-- Record extracts follows --

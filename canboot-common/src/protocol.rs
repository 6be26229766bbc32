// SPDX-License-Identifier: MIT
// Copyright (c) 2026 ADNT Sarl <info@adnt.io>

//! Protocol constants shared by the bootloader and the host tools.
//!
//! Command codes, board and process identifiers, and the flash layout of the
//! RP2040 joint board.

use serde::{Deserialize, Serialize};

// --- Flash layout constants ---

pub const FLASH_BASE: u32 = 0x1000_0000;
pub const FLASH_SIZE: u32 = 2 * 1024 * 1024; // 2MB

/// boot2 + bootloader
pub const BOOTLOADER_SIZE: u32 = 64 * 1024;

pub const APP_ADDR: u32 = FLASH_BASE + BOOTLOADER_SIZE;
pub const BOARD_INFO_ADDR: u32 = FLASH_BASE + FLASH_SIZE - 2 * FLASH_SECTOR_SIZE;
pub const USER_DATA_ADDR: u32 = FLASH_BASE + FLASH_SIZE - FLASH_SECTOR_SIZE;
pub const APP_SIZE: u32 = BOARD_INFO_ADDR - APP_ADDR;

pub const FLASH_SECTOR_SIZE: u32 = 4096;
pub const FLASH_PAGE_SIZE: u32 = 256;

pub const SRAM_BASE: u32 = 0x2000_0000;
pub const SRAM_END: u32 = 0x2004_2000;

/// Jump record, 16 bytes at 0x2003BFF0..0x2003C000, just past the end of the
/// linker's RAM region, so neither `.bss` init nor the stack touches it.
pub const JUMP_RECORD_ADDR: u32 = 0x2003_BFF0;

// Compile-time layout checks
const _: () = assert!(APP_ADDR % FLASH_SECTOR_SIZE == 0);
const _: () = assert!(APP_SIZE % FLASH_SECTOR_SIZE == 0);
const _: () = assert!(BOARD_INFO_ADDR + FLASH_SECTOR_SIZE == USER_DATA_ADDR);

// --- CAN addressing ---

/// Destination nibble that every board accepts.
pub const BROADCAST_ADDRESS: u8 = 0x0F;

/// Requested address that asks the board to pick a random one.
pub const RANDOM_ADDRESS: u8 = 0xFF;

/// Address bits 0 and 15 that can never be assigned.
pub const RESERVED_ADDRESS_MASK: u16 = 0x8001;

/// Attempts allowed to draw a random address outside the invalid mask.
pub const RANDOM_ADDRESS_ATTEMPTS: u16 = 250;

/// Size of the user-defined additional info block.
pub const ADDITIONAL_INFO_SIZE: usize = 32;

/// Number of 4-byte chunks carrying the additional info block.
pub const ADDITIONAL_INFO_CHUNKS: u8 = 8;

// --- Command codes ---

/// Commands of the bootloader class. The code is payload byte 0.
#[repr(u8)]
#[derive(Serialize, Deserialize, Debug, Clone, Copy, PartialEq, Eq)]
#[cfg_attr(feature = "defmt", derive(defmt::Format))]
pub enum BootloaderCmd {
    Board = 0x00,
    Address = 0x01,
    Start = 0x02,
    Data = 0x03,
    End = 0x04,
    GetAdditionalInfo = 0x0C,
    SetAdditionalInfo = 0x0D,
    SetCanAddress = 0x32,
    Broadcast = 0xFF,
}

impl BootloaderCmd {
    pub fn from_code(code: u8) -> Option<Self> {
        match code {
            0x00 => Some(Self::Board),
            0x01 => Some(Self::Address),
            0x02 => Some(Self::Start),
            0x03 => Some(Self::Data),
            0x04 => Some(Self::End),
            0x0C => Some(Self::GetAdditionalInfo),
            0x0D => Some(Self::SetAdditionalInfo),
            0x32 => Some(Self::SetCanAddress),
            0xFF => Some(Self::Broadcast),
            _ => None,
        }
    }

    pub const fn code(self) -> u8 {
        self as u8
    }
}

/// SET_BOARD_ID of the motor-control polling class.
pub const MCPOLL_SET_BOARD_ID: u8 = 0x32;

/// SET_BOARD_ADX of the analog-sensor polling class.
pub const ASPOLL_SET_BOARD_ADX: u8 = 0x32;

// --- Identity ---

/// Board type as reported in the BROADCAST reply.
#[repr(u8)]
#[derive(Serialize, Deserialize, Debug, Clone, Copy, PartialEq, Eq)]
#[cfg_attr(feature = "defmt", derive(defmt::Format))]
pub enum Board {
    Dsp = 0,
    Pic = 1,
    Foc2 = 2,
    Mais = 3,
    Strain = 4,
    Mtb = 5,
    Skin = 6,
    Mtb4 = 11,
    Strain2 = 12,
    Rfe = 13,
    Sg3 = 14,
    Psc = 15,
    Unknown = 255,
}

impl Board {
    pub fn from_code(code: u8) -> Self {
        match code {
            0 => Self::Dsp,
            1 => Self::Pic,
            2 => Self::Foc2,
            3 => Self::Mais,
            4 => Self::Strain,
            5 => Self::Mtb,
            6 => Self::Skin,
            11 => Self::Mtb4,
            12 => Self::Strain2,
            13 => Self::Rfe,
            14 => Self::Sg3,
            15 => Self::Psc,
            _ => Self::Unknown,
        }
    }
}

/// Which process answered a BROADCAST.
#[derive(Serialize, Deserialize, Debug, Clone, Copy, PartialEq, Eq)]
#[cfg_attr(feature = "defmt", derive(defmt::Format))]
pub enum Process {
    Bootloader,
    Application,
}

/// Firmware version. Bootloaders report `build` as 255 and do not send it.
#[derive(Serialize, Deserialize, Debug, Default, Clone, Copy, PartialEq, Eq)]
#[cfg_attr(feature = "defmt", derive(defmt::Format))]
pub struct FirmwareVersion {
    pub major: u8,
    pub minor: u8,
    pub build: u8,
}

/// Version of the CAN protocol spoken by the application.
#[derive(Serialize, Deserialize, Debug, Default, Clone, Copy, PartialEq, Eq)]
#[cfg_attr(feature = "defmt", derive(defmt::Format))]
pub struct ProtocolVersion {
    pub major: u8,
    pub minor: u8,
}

-- Record extracts concluded --
-- Record extracts follows --

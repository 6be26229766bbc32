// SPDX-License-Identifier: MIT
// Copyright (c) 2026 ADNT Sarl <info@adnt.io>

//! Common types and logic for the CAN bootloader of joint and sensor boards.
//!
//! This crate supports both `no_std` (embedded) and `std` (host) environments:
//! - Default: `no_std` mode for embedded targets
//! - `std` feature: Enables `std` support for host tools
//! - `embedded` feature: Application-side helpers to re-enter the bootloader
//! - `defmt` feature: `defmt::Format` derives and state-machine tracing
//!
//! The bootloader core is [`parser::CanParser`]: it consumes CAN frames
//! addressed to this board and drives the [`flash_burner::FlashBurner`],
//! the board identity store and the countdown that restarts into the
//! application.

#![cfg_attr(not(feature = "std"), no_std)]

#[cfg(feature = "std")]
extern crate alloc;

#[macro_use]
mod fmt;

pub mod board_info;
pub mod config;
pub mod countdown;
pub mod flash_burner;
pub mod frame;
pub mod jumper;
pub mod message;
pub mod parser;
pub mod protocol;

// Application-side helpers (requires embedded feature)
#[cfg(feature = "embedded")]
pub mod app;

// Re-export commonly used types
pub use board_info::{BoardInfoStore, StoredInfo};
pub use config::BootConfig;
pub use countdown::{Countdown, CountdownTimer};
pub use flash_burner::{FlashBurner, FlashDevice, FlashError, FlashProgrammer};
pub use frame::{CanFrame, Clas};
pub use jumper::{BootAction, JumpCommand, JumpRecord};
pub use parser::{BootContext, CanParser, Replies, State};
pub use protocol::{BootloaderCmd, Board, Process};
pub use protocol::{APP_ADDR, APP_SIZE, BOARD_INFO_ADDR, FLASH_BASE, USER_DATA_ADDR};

-- Record extracts concluded --

## What to produce
Every line above that holds "CanParser" counts once; state the total and nothing else.

## Answer to the problem
2